Filter the listing below down to the lines with the word "move" and copy those.

--------------------

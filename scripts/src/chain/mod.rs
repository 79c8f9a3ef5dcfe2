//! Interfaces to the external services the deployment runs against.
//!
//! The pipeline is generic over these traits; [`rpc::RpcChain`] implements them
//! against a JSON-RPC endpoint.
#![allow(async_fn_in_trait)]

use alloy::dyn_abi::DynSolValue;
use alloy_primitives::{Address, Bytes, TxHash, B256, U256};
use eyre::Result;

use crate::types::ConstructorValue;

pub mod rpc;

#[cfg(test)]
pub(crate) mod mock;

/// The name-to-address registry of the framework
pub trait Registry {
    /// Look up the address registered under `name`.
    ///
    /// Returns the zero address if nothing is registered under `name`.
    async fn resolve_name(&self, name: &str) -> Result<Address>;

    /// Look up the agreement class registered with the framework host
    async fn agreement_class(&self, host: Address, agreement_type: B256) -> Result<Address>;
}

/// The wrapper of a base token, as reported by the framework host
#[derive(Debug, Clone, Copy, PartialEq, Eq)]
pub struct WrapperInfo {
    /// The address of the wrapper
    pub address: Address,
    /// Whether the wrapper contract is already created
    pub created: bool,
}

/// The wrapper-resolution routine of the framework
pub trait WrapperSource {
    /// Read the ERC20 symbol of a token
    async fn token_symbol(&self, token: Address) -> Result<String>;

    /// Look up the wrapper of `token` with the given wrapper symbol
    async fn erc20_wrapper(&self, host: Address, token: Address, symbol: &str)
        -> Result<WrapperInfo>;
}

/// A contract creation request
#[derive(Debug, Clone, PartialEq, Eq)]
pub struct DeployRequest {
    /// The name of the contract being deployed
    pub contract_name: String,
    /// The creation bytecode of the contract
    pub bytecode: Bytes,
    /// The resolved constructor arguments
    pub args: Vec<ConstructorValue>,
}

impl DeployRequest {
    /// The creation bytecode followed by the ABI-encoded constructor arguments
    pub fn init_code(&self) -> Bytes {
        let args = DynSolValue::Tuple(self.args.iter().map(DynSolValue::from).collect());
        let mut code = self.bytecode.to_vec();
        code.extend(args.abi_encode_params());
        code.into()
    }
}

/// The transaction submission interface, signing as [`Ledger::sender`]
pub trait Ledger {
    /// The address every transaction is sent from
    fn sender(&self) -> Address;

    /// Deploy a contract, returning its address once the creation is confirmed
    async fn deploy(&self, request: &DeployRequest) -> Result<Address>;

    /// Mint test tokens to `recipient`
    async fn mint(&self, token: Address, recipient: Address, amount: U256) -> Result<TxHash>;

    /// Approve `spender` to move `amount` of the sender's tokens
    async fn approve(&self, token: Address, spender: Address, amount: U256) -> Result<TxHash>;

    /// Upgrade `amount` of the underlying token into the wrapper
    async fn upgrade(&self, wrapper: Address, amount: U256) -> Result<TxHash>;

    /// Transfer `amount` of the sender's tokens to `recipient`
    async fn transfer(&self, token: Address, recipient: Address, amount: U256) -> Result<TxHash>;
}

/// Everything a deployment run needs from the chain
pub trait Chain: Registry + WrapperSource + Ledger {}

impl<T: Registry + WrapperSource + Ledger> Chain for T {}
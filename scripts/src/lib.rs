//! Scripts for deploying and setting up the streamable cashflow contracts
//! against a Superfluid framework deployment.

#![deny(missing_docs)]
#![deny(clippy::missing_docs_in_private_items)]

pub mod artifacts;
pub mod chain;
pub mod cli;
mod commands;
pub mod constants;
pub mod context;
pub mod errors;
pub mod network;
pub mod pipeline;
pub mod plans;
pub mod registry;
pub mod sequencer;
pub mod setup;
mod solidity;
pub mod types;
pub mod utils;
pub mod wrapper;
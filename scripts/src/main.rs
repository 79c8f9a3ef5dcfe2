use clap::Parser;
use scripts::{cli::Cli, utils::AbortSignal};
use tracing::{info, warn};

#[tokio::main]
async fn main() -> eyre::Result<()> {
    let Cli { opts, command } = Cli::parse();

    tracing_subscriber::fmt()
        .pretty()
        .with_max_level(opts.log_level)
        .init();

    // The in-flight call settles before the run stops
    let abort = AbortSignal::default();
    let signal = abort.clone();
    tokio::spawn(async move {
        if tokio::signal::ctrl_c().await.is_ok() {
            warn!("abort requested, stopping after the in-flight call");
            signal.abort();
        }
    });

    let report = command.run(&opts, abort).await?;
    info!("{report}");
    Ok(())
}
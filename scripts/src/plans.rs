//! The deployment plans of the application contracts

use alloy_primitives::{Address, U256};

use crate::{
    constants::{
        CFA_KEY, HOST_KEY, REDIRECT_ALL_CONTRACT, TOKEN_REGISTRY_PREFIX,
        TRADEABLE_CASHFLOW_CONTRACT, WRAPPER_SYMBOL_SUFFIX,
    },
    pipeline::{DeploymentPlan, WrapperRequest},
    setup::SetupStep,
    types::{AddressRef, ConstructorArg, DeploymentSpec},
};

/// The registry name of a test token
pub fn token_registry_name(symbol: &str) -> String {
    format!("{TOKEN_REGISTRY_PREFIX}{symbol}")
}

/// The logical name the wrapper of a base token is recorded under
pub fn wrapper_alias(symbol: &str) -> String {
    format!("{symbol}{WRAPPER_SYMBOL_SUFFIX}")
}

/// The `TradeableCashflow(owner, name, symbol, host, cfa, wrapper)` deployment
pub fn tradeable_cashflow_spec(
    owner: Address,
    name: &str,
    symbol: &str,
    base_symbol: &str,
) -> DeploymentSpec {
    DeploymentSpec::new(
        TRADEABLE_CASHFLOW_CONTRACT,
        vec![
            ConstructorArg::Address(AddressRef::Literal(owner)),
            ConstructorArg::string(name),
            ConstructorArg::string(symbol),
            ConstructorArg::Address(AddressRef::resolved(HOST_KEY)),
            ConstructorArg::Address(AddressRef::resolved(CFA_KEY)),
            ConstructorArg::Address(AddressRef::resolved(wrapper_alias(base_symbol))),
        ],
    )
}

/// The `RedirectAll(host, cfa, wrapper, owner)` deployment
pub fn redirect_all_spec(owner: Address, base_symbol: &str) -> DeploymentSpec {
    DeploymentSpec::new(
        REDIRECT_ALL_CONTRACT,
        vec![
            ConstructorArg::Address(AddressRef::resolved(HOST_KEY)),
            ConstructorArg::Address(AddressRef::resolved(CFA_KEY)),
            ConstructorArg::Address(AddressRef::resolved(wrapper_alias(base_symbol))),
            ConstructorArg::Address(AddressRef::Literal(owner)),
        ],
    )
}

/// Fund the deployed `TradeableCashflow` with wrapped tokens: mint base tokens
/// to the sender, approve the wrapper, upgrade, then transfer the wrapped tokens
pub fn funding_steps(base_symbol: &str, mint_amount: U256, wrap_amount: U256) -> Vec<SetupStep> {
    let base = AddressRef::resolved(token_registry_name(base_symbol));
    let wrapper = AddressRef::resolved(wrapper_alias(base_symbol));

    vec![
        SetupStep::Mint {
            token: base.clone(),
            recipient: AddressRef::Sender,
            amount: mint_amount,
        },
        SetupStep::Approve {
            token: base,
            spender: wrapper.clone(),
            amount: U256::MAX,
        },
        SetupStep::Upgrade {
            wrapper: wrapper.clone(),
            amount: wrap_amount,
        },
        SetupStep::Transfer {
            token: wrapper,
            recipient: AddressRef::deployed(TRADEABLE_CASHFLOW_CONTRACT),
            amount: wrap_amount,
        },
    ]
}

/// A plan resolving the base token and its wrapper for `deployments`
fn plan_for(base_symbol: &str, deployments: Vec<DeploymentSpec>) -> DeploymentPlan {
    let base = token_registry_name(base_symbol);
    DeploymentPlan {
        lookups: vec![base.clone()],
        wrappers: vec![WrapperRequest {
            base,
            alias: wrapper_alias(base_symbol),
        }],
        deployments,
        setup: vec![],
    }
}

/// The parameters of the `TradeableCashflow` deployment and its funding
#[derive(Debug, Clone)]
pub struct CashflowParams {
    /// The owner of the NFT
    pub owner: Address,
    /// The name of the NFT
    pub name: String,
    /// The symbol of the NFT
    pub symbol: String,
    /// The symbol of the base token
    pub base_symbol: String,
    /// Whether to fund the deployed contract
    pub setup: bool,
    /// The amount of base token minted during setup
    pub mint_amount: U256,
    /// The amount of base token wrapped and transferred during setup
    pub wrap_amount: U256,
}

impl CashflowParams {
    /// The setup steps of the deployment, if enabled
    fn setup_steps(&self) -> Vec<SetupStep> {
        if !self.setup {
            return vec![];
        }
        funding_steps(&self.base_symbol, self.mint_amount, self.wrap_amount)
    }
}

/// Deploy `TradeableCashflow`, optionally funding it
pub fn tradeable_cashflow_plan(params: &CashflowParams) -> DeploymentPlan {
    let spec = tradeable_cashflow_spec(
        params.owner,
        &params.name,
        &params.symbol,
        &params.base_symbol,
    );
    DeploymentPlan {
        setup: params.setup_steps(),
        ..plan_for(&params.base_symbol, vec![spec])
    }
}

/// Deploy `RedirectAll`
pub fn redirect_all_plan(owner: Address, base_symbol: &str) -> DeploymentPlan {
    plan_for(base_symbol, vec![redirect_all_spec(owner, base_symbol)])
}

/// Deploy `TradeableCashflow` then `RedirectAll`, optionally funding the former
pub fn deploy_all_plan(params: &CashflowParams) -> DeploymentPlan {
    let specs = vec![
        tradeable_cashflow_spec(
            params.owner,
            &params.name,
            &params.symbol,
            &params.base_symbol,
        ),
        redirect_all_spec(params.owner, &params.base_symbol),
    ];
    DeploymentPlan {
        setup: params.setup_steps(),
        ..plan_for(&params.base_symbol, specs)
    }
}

--------------------

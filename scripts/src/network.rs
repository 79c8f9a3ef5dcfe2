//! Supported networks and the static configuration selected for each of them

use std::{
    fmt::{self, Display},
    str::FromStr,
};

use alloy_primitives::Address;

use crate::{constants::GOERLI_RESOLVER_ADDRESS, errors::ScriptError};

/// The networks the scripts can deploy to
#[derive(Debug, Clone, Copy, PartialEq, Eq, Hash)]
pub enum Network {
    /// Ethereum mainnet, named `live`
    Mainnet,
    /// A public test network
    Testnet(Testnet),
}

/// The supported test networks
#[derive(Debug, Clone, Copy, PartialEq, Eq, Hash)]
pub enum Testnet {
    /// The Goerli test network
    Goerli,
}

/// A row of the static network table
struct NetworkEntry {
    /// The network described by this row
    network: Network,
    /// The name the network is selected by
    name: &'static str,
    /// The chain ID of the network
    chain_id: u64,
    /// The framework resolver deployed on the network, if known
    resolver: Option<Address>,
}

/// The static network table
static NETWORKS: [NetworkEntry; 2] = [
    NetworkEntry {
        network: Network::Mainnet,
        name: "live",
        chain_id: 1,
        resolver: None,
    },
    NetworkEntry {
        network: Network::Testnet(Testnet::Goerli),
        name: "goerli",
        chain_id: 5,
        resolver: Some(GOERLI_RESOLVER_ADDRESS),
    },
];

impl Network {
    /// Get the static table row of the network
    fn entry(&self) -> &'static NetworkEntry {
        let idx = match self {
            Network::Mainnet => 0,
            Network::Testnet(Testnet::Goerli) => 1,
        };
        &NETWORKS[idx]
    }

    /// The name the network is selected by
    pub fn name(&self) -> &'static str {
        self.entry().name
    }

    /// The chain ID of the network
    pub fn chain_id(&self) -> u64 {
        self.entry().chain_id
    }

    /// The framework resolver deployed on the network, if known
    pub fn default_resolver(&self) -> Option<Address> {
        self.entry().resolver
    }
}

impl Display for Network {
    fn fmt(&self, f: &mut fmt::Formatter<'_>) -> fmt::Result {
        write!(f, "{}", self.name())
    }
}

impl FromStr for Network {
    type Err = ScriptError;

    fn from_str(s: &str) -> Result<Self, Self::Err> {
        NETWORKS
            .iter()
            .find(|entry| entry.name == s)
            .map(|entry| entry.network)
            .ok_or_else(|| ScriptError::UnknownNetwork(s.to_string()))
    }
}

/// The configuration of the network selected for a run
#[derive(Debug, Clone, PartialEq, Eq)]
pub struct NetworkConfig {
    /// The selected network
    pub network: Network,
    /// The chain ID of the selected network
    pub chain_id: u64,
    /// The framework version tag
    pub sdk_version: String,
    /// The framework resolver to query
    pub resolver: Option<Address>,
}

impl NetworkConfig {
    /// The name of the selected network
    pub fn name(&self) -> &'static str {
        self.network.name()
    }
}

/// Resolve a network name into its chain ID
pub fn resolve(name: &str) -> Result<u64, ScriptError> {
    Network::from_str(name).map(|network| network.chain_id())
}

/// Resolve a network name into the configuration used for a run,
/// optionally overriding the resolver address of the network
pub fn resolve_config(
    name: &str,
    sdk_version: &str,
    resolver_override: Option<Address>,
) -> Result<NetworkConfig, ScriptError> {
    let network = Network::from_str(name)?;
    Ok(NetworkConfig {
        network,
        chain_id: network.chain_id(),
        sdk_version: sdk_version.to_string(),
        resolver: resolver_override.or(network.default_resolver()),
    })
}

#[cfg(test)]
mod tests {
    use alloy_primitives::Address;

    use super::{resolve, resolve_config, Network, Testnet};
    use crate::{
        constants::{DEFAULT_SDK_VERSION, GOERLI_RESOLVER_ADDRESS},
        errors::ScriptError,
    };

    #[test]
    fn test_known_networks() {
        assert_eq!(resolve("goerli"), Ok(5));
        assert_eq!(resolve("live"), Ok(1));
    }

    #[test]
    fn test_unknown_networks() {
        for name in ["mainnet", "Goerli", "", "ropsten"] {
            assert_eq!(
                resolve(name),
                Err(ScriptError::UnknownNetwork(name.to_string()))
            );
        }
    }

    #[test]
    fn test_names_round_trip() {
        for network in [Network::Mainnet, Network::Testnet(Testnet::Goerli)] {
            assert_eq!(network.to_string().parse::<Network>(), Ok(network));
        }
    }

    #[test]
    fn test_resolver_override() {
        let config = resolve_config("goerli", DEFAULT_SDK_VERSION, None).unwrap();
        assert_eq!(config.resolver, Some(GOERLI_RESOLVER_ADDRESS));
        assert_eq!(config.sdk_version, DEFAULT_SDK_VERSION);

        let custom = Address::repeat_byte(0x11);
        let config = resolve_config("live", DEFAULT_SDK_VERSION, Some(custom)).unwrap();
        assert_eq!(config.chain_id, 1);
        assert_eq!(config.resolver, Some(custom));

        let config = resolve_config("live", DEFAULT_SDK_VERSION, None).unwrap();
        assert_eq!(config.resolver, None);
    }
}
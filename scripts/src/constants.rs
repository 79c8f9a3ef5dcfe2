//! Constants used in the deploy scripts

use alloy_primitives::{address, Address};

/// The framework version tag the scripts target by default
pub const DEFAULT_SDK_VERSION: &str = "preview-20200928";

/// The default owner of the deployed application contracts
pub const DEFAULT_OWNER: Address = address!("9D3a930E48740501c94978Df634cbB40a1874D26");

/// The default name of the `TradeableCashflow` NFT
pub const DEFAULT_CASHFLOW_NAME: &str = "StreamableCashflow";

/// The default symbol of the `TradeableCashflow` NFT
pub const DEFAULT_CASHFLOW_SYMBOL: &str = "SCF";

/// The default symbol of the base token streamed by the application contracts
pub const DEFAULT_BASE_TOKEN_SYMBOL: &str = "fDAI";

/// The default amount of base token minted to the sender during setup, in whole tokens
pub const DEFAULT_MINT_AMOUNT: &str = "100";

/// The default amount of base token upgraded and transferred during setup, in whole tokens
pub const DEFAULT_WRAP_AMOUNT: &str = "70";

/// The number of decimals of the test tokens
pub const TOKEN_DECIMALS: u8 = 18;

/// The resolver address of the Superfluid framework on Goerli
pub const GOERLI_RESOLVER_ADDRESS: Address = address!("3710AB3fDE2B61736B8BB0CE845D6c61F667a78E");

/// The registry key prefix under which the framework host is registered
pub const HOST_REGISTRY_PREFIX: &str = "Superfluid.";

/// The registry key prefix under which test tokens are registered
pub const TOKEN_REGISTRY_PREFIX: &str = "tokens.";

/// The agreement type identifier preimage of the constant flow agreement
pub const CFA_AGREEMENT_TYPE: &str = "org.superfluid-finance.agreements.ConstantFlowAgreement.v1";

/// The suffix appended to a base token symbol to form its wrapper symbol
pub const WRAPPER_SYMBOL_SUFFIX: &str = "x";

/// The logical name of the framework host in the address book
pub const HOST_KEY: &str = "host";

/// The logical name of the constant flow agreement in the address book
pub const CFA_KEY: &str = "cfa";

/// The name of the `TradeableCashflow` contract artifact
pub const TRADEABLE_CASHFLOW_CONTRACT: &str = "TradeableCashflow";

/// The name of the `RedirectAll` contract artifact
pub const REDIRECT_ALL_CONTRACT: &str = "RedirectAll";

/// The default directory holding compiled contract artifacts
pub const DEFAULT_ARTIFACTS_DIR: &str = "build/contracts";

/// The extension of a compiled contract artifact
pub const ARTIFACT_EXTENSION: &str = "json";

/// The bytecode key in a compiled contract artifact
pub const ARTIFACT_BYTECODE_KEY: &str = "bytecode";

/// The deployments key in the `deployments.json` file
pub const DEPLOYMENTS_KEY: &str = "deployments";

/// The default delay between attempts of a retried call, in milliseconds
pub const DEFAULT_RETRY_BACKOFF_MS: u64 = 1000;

--------------------

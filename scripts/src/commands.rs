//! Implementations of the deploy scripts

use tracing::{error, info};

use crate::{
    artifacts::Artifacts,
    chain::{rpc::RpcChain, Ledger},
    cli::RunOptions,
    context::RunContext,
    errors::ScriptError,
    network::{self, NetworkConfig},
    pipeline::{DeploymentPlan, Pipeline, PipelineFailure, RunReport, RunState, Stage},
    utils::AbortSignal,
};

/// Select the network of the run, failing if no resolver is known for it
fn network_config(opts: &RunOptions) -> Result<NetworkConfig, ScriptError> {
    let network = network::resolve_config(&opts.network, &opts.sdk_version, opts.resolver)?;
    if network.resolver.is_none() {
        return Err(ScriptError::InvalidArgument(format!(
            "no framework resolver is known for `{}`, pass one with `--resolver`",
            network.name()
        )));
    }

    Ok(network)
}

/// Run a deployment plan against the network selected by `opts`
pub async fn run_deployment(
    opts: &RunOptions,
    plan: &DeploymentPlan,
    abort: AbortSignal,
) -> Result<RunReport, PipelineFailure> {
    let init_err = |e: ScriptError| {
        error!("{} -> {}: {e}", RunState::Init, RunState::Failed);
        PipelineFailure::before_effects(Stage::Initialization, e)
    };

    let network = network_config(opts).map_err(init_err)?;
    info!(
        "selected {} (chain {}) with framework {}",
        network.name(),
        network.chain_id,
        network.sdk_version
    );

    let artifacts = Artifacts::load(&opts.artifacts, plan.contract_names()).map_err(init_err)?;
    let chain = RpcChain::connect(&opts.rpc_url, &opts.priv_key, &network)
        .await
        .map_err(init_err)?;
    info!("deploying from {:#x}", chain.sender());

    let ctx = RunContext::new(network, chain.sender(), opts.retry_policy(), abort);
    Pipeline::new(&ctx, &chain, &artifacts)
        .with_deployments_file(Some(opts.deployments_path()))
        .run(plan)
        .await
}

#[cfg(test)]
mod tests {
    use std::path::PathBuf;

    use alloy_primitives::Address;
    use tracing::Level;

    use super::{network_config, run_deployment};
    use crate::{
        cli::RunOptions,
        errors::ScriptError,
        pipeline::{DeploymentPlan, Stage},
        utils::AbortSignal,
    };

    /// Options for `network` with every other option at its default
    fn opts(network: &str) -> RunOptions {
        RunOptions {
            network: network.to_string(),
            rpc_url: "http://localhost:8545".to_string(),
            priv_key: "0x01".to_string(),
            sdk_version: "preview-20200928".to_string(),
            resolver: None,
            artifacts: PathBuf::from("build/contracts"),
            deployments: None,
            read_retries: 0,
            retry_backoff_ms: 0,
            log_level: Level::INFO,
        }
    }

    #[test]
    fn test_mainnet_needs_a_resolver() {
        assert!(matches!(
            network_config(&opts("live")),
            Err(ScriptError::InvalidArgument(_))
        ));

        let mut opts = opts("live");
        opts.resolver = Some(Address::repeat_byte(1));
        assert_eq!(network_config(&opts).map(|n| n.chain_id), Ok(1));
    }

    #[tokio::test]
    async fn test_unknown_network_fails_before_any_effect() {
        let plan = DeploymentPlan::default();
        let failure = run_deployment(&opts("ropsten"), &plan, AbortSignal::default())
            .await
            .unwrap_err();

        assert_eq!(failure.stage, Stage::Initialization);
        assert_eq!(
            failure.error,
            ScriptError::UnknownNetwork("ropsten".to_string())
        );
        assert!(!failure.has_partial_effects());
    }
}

--------------------

RESULT >>
    /// Approve `spender` to move `amount` of the sender's tokens
    tokio::spawn(async move {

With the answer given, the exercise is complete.